Во второй половине дня он заглянул в комнату Эгона и, кланяясь ещё ниже, чем прежде, сказал:
— Осмелюсь просить господина доктора… Нам было бы приятно… Это, собственно, даже не моё желание…
— Говорите прямо, прошу вас!
— Моим дамам очень хотелось бы сохранить на память о первом постояльце этого сезона фотографию: господин доктор в кругу нашей семьи!
Эгон усмехнулся.
— Значит, сегодня налёта не будет?
— О чем вы, господин доктор?
— Карточка не будет готова раньше завтрашнего дня.
— Ну, конечно!
— И только завтра к вечеру вы сможете доставить её в полицию?
— Господин доктор!.. Господин доктор!..
Хозяин приткнулся головою к притолоке и заплакал. Его спина согнулась под пиджаком, непомерно широким, лоснящимся от многих лет службы. Эгон протянул ему стакан воды.
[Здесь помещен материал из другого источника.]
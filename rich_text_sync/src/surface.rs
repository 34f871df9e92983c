// Copyright 2025 the Parley Authors
// SPDX-License-Identifier: Apache-2.0 OR MIT

//! The capabilities of a native text surface, and the host that reports its changes.

use alloc::rc::Rc;
use core::cell::RefCell;
use core::fmt::Debug;
use core::marker::PhantomData;

use attributed_text::{
    AttributeKey, AttributedText, Attributes, Brush, CharacterRange, Error, Generation,
};

use crate::{HighlightingStyle, Signal, Subscription, Theme};

/// A highlighted range and the colors it is shown in.
#[derive(Clone, Debug, PartialEq)]
pub struct Highlight<B: Brush> {
    /// The highlighted range.
    pub range: CharacterRange,
    /// The colors of the highlight.
    pub style: HighlightingStyle<B>,
}

/// The capability set of a native text editing surface.
///
/// This is everything the synchronization core needs from a text view; any type implementing it
/// can be bound by a [`RichTextCoordinator`](crate::RichTextCoordinator). Platform differences,
/// such as attributes a text view cannot show, are expressed through these methods rather than
/// through conditional code in the core.
///
/// Implementations should only change the document's [`Generation`] when the text or its
/// attributes actually change.
pub trait RichTextSurface<B: Brush> {
    /// The document shown by the surface.
    fn document(&self) -> &AttributedText<B>;

    /// Load `document`, discarding any undo history.
    fn set_document(&mut self, document: &AttributedText<B>);

    /// The generation of the shown document.
    fn generation(&self) -> Generation {
        self.document().generation()
    }

    /// The selected range; a caret when empty.
    fn selected_range(&self) -> CharacterRange;

    /// Select `range`, which is valid for the current document.
    fn set_selected_range(&mut self, range: CharacterRange);

    /// The attributes newly typed text receives.
    fn typing_attributes(&self) -> &Attributes<B>;

    /// Replace the typing attributes.
    fn set_typing_attributes(&mut self, attributes: Attributes<B>);

    /// Run `f` on the attributes of every run in `range`; see
    /// [`AttributedText::update_attributes`].
    fn update_attributes(
        &mut self,
        range: CharacterRange,
        f: &mut dyn FnMut(&mut Attributes<B>),
    ) -> Result<bool, Error>;

    /// Replace the text in `range` with `replacement`.
    fn replace_range(
        &mut self,
        range: CharacterRange,
        replacement: &AttributedText<B>,
    ) -> Result<(), Error>;

    /// Whether the surface can show `key`.
    ///
    /// Unsupported attributes read as absent and writes to them are ignored.
    fn supports_attribute(&self, key: AttributeKey) -> bool {
        let _ = key;
        true
    }

    /// The default appearance of the surface.
    fn theme(&self) -> &Theme<B>;

    /// The colors used by [`set_highlight`](Self::set_highlight) requests.
    fn highlighting_style(&self) -> &HighlightingStyle<B>;

    /// Set the colors used for highlighting.
    fn set_highlighting_style(&mut self, style: HighlightingStyle<B>);

    /// The current highlight, if any.
    fn highlight(&self) -> Option<&Highlight<B>>;

    /// Show or clear a highlight.
    ///
    /// A highlight is a visual overlay: it changes neither the document nor the selection.
    fn set_highlight(&mut self, highlight: Option<Highlight<B>>);

    /// Copy the selection to the clipboard. Returns whether anything was copied.
    fn copy_selection(&mut self) -> bool {
        false
    }

    /// Print the document. Returns whether printing is supported.
    fn print(&mut self) -> bool {
        false
    }

    /// Whether there is a change to undo.
    fn can_undo(&self) -> bool {
        false
    }

    /// Whether there is a change to redo.
    fn can_redo(&self) -> bool {
        false
    }

    /// Undo the last change. Returns whether anything changed.
    fn undo(&mut self) -> bool {
        false
    }

    /// Redo the last undone change. Returns whether anything changed.
    fn redo(&mut self) -> bool {
        false
    }

    /// Whether the surface is currently being edited.
    fn is_editing(&self) -> bool {
        false
    }

    /// Stop editing, hiding any on-screen keyboard.
    fn dismiss_keyboard(&mut self) {}
}

/// Owns a [`RichTextSurface`] and reports its changes.
///
/// Every access goes through [`read`](Self::read) or [`edit`](Self::edit). After an edit has
/// settled and the surface is no longer borrowed, the host compares the document generation and
/// the selection with their values from before the edit and emits `text_changed` and
/// `selection_changed` accordingly, at most once each. Listeners can therefore read (and even
/// edit) the surface re-entrantly.
pub struct SharedSurface<B: Brush, S: RichTextSurface<B>> {
    surface: RefCell<S>,
    text_changed: Signal<Generation>,
    selection_changed: Signal<CharacterRange>,
    marker: PhantomData<fn() -> B>,
}

impl<B: Brush, S: RichTextSurface<B> + Debug> Debug for SharedSurface<B, S> {
    fn fmt(&self, f: &mut core::fmt::Formatter<'_>) -> core::fmt::Result {
        f.debug_struct("SharedSurface")
            .field("surface", &self.surface)
            .field("text_changed", &self.text_changed)
            .field("selection_changed", &self.selection_changed)
            .finish_non_exhaustive()
    }
}

impl<B: Brush, S: RichTextSurface<B>> SharedSurface<B, S> {
    /// Host `surface`.
    pub fn new(surface: S) -> Rc<Self> {
        Rc::new(Self {
            surface: RefCell::new(surface),
            text_changed: Signal::new(),
            selection_changed: Signal::new(),
            marker: PhantomData,
        })
    }

    /// Read from the surface.
    pub fn read<R>(&self, f: impl FnOnce(&S) -> R) -> R {
        f(&*self.surface.borrow())
    }

    /// Change the surface, then report what changed.
    ///
    /// # Panics
    ///
    /// If called from within `f` of another `read` or `edit` of the same surface.
    pub fn edit<R>(&self, f: impl FnOnce(&mut S) -> R) -> R {
        let (result, text, selection) = {
            let mut surface = self.surface.borrow_mut();
            let generation = surface.generation();
            let selection = surface.selected_range();
            let result = f(&mut *surface);
            let text = (surface.generation() != generation).then(|| surface.generation());
            let selection =
                (surface.selected_range() != selection).then(|| surface.selected_range());
            (result, text, selection)
        };
        if let Some(generation) = text {
            tracing::trace!(?generation, "surface text changed");
            self.text_changed.emit(&generation);
        }
        if let Some(range) = selection {
            tracing::trace!(?range, "surface selection changed");
            self.selection_changed.emit(&range);
        }
        result
    }

    /// Call `slot` after every edit that changed the text or its attributes.
    #[must_use = "dropping the subscription disconnects the slot immediately"]
    pub fn on_text_changed(&self, slot: impl Fn(Generation) + 'static) -> Subscription {
        self.text_changed.connect(move |generation| slot(*generation))
    }

    /// Call `slot` after every edit that changed the selection.
    #[must_use = "dropping the subscription disconnects the slot immediately"]
    pub fn on_selection_changed(&self, slot: impl Fn(CharacterRange) + 'static) -> Subscription {
        self.selection_changed.connect(move |range| slot(*range))
    }
}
— Все идёт своим порядком!
Хозяин громко глотал воду.
— Ах, господин доктор, господин доктор! Смотреть в глаза хорошему гостю и знать, что сам, своими руками делаешь так, чтобы он больше никогда к тебе не приехал… Вы думаете, так легко самому вить верёвку, на которой тебя повесят? Разве я не понимаю, что в конце концов немцы перестанут ездить на курорты! Когда постоялец обнаруживает, что рылись в его чемодане, у него нет желания вторично заезжать в ту гостиницу.
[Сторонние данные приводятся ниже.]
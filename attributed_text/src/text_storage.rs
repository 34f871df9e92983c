// Copyright 2025 the Parley Authors
// SPDX-License-Identifier: Apache-2.0 OR MIT

use alloc::string::String;
use alloc::sync::Arc;

/// A block of UTF-8 text addressed by UTF-16 code unit indices.
pub trait TextStorage {
    /// The length of the underlying text, in UTF-16 code units.
    fn utf16_len(&self) -> usize;

    /// Return `true` if the underlying text is empty.
    fn is_empty(&self) -> bool {
        self.utf16_len() == 0
    }

    /// Convert a UTF-16 index into a byte offset into the UTF-8 text.
    ///
    /// Returns `None` if `index` is past the end of the text or splits a surrogate pair.
    fn byte_offset(&self, index: usize) -> Option<usize>;

    /// Return whether `index` is a character boundary in the text.
    fn is_char_boundary(&self, index: usize) -> bool {
        self.byte_offset(index).is_some()
    }
}

pub(crate) fn utf16_len(text: &str) -> usize {
    text.chars().map(char::len_utf16).sum()
}

pub(crate) fn byte_offset(text: &str, index: usize) -> Option<usize> {
    let mut units = 0;
    for (byte, ch) in text.char_indices() {
        if units == index {
            return Some(byte);
        }
        units += ch.len_utf16();
        if units > index {
            return None;
        }
    }
    (units == index).then_some(text.len())
}

impl TextStorage for str {
    fn utf16_len(&self) -> usize {
        utf16_len(self)
    }

    fn byte_offset(&self, index: usize) -> Option<usize> {
        byte_offset(self, index)
    }
}

impl TextStorage for String {
    fn utf16_len(&self) -> usize {
        utf16_len(self)
    }

    fn byte_offset(&self, index: usize) -> Option<usize> {
        byte_offset(self, index)
    }
}

impl TextStorage for &str {
    fn utf16_len(&self) -> usize {
        utf16_len(self)
    }

    fn byte_offset(&self, index: usize) -> Option<usize> {
        byte_offset(self, index)
    }
}

impl TextStorage for Arc<str> {
    fn utf16_len(&self) -> usize {
        utf16_len(self)
    }

    fn byte_offset(&self, index: usize) -> Option<usize> {
        byte_offset(self, index)
    }
}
— Вы лазили в мой стол? — сказал Эгон. — Вы видели мои расчёты?
— Но я ничего в них не понял!.. Я им сегодня так и сказал: алгебра, а я никогда её не любил… Мой отец и мой дед держали эту гостиницу. У нас была прекрасная репутация. И вот теперь я сам, вместе с женой и дочкой, разрушаю своё дело.
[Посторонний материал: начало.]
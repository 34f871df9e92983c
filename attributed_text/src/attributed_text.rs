// Copyright 2025 the Parley Authors
// SPDX-License-Identifier: Apache-2.0 OR MIT

use alloc::string::String;
use alloc::vec::Vec;
use core::fmt::Debug;

use crate::text_storage::utf16_len;
use crate::{AttributeKey, AttributeValue, Attributes, Brush, CharacterRange, Error};

/// Opaque representation of a generation.
///
/// Obtained from [`AttributedText::generation`].
// Overflow handling: the generations are only compared,
// so wrapping is fine. This could only fail if exactly
// `u32::MAX` generations happen between two observations.
// This is implausible and so can be ignored.
#[derive(PartialEq, Eq, Default, Clone, Copy, Debug)]
pub struct Generation(u32);

impl Generation {
    /// Make it not what it currently is.
    pub(crate) fn nudge(&mut self) {
        self.0 = self.0.wrapping_add(1);
    }
}

#[derive(Clone, Debug, PartialEq)]
struct Run<B: Brush> {
    /// Length in UTF-16 code units, never zero.
    len: usize,
    attributes: Attributes<B>,
}

/// A block of text with attributes for every position in it.
///
/// Attributes are stored as contiguous runs that exactly cover the text. Adjacent runs never
/// carry equal attributes.
///
/// Equality compares text and attributes only, not the [`Generation`].
#[derive(Clone, Debug)]
pub struct AttributedText<B: Brush> {
    text: String,
    runs: Vec<Run<B>>,
    generation: Generation,
}

impl<B: Brush> Default for AttributedText<B> {
    fn default() -> Self {
        Self::new("")
    }
}

impl<B: Brush> PartialEq for AttributedText<B> {
    fn eq(&self, other: &Self) -> bool {
        self.text == other.text && self.runs == other.runs
    }
}

impl<B: Brush> AttributedText<B> {
    /// Create an `AttributedText` with no attributes applied.
    pub fn new(text: impl Into<String>) -> Self {
        Self::with_attributes(text, Attributes::default())
    }

    /// Create an `AttributedText` with `attributes` applied to the whole text.
    pub fn with_attributes(text: impl Into<String>, attributes: Attributes<B>) -> Self {
        let text = text.into();
        let len = utf16_len(&text);
        let runs = if len == 0 {
            Vec::new()
        } else {
            alloc::vec![Run { len, attributes }]
        };
        Self {
            text,
            runs,
            generation: Generation::default(),
        }
    }

    /// Borrow the underlying text.
    pub fn text(&self) -> &str {
        &self.text
    }

    /// Returns the length of the text, in UTF-16 code units.
    pub fn len(&self) -> usize {
        self.runs.iter().map(|run| run.len).sum()
    }

    /// Returns `true` if the text is empty.
    pub fn is_empty(&self) -> bool {
        self.runs.is_empty()
    }

    /// The current generation, nudged by every mutation that changed the text or its
    /// attributes.
    pub fn generation(&self) -> Generation {
        self.generation
    }

    /// The attributes of the character starting at `index`.
    ///
    /// Returns `None` if `index` is not inside the text.
    pub fn attributes_at(&self, index: usize) -> Option<&Attributes<B>> {
        let mut start = 0;
        for run in &self.runs {
            if index < start + run.len {
                return Some(&run.attributes);
            }
            start += run.len;
        }
        None
    }

    /// The value of `key` at the start of `range`.
    ///
    /// Returns `None` if the range is empty or invalid for this text, or if the attribute is not
    /// set there.
    pub fn attribute(&self, key: AttributeKey, range: CharacterRange) -> Option<AttributeValue<B>> {
        if range.is_caret() || range.validate(&self.text).is_err() {
            return None;
        }
        self.attributes_at(range.location)?.get(key)
    }

    /// Iterate over the runs of the text and their attributes, in order.
    pub fn runs(&self) -> Runs<'_, B> {
        Runs {
            runs: self.runs.iter(),
            start: 0,
        }
    }

    /// Store `value` over `range`.
    ///
    /// Returns whether anything changed. Setting a value that is already present over the whole
    /// range is a no-op and leaves the [`Generation`] untouched.
    pub fn set_attribute(
        &mut self,
        value: AttributeValue<B>,
        range: CharacterRange,
    ) -> Result<bool, Error> {
        self.update_attributes(range, |attributes| attributes.insert(value.clone()))
    }

    /// Remove `key` over `range`.
    ///
    /// Returns whether anything changed.
    pub fn remove_attribute(
        &mut self,
        key: AttributeKey,
        range: CharacterRange,
    ) -> Result<bool, Error> {
        self.update_attributes(range, |attributes| attributes.remove(key))
    }

    /// Run `f` on the attributes of every run inside `range`.
    ///
    /// Runs are split at the range boundaries first, so `f` only ever sees attributes of text
    /// inside the range. Returns whether any attributes changed.
    pub fn update_attributes(
        &mut self,
        range: CharacterRange,
        mut f: impl FnMut(&mut Attributes<B>),
    ) -> Result<bool, Error> {
        range.validate(&self.text)?;
        if range.is_caret() {
            return Ok(false);
        }
        let first = self.split_at(range.location);
        let last = self.split_at(range.end());
        let mut changed = false;
        for run in &mut self.runs[first..last] {
            let before = run.attributes.clone();
            f(&mut run.attributes);
            changed |= before != run.attributes;
        }
        self.normalize();
        if changed {
            self.generation.nudge();
        }
        Ok(changed)
    }

    /// Replace the text in `range` with `replacement`, including its attributes.
    pub fn replace_range(
        &mut self,
        range: CharacterRange,
        replacement: &Self,
    ) -> Result<(), Error> {
        let bytes = range.validate(&self.text)?;
        if range.is_caret() && replacement.is_empty() {
            return Ok(());
        }
        let first = self.split_at(range.location);
        let last = self.split_at(range.end());
        self.text.replace_range(bytes, &replacement.text);
        let tail = self.runs.split_off(last);
        self.runs.truncate(first);
        self.runs.extend(replacement.runs.iter().cloned());
        self.runs.extend(tail);
        self.normalize();
        self.generation.nudge();
        Ok(())
    }

    /// Insert `insertion` at `index`.
    pub fn insert(&mut self, index: usize, insertion: &Self) -> Result<(), Error> {
        self.replace_range(CharacterRange::caret(index), insertion)
    }

    /// Replace the whole content, text and attributes, with `other`.
    pub fn set_content(&mut self, other: &Self) {
        if self != other {
            self.text.clone_from(&other.text);
            self.runs.clone_from(&other.runs);
            self.generation.nudge();
        }
    }

    /// Copy out the text and attributes in `range`.
    pub fn slice(&self, range: CharacterRange) -> Result<Self, Error> {
        let bytes = range.validate(&self.text)?;
        let mut runs = Vec::new();
        for (run_range, attributes) in self.runs() {
            let start = run_range.location.max(range.location);
            let end = run_range.end().min(range.end());
            if start < end {
                runs.push(Run {
                    len: end - start,
                    attributes: attributes.clone(),
                });
            }
        }
        Ok(Self {
            text: String::from(&self.text[bytes]),
            runs,
            generation: Generation::default(),
        })
    }

    /// Expand `range` to cover the paragraphs it touches.
    ///
    /// Paragraphs are separated by `\n`; the separator belongs to the paragraph it terminates.
    pub fn paragraph_range(&self, range: CharacterRange) -> Result<CharacterRange, Error> {
        range.validate(&self.text)?;
        let last = if range.is_caret() {
            range.location
        } else {
            range.end() - 1
        };
        let mut start = 0;
        let mut end = None;
        let mut index = 0;
        for ch in self.text.chars() {
            if ch == '\n' {
                if index < range.location {
                    start = index + 1;
                } else if index >= last {
                    end = Some(index + 1);
                    break;
                }
            }
            index += ch.len_utf16();
        }
        let end = end.unwrap_or(index);
        Ok(CharacterRange::new(start, end - start))
    }

    /// Ensure a run boundary at `index`, returning the index of the run starting there.
    ///
    /// `index` must be a valid position in the text.
    fn split_at(&mut self, index: usize) -> usize {
        let mut start = 0;
        for i in 0..self.runs.len() {
            let len = self.runs[i].len;
            if index == start {
                return i;
            }
            if index < start + len {
                let tail = Run {
                    len: start + len - index,
                    attributes: self.runs[i].attributes.clone(),
                };
                self.runs[i].len = index - start;
                self.runs.insert(i + 1, tail);
                return i + 1;
            }
            start += len;
        }
        self.runs.len()
    }

    /// Merge adjacent runs with equal attributes.
    fn normalize(&mut self) {
        self.runs.dedup_by(|next, prev| {
            if next.attributes == prev.attributes {
                prev.len += next.len;
                true
            } else {
                false
            }
        });
    }
}

/// Iterator over the runs of an [`AttributedText`].
///
/// Created by [`AttributedText::runs`].
#[derive(Clone, Debug)]
pub struct Runs<'a, B: Brush> {
    runs: core::slice::Iter<'a, Run<B>>,
    start: usize,
}

impl<'a, B: Brush> Iterator for Runs<'a, B> {
    type Item = (CharacterRange, &'a Attributes<B>);

    fn next(&mut self) -> Option<Self::Item> {
        let run = self.runs.next()?;
        let range = CharacterRange::new(self.start, run.len);
        self.start += run.len;
        Some((range, &run.attributes))
    }
}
— Будьте честны с собой и со своими гостями. Это всё-таки надёжней — не запутаетесь.
— Простите, господин доктор… — хозяин подыскивал слова. — А как же с карточкой? Скоро зайдёт солнце…
Во время съёмки Эгон был весел и любезен с дамами.
Он тут же, в гостинице, купил плитку шоколада для фройлейн. Пообещал хозяйке приехать через месяц для продолжительного отдыха. Потом немного прошёлся по берегу. Возвращаясь, увидел хозяина за конторкой. Старик стоял в жилете, зелёном переднике и шапке с галуном — настоящий портье. Дёргая носом, чтобы удержать сползающее пенсне, он старательно скрипел пером.
Когда Эгон кончил работу, на деревенской кирхе пробило одиннадцать.
Итак, все готово! За эту пачку листов дорого дал бы генеральный штаб любой страны. Здесь был залог его будущего: цена свободы!
В окно тянуло влажной прохладой взморья. Эгон потушил лампу и сел на подоконник. Море было видно на большое расстояние. Где-то на горизонте то появлялся, то снова исчезал едва заметный огонёк. Судно шло из Любека.
Эгон и не заметил, как наступил «полицейский час». Из отеля вышло несколько подвыпивших рыбаков. Громко переговариваясь, они исчезли в стороне деревни. Хозяйка захлопнула дверь гостиницы. Но через несколько минут дверь снова отворилась. Вышел хозяин. Он катил перед собою велосипед. Подойдя к скамейке, он неловко, с кряхтением, взлез на машину, оттолкнулся ногой и покатил к деревне. Его силуэт быстро растаял в темноте.
Утром Эгон снова ушёл к морю. На этот раз он сунул в карман все листки своих расчётов: до самой Чехословакии их не увидит ни одна душа, даже Штризе и Бельц! Теперь он знает себе цену. Мечта стала реальностью.
Когда он вернулся в гостиницу, сумерки выползали уже из углов комнаты, но Эгон не зажёг огня. Он лёг в постель и заложил руки за голову. Хотелось лежать и ни о чём не думать. Может быть, простых и ясных дней в его жизни будет не так уж много.
Шум мотора заставил его очнуться. Одним прыжком он очутился у окна: возле гостиницы остановился автомобиль. Слабого света, падающего сквозь стекла двери, Эгону было достаточно, чтобы сразу распознать хорошо знакомые фигуры Бельца и Штризе, вылезающих из машины.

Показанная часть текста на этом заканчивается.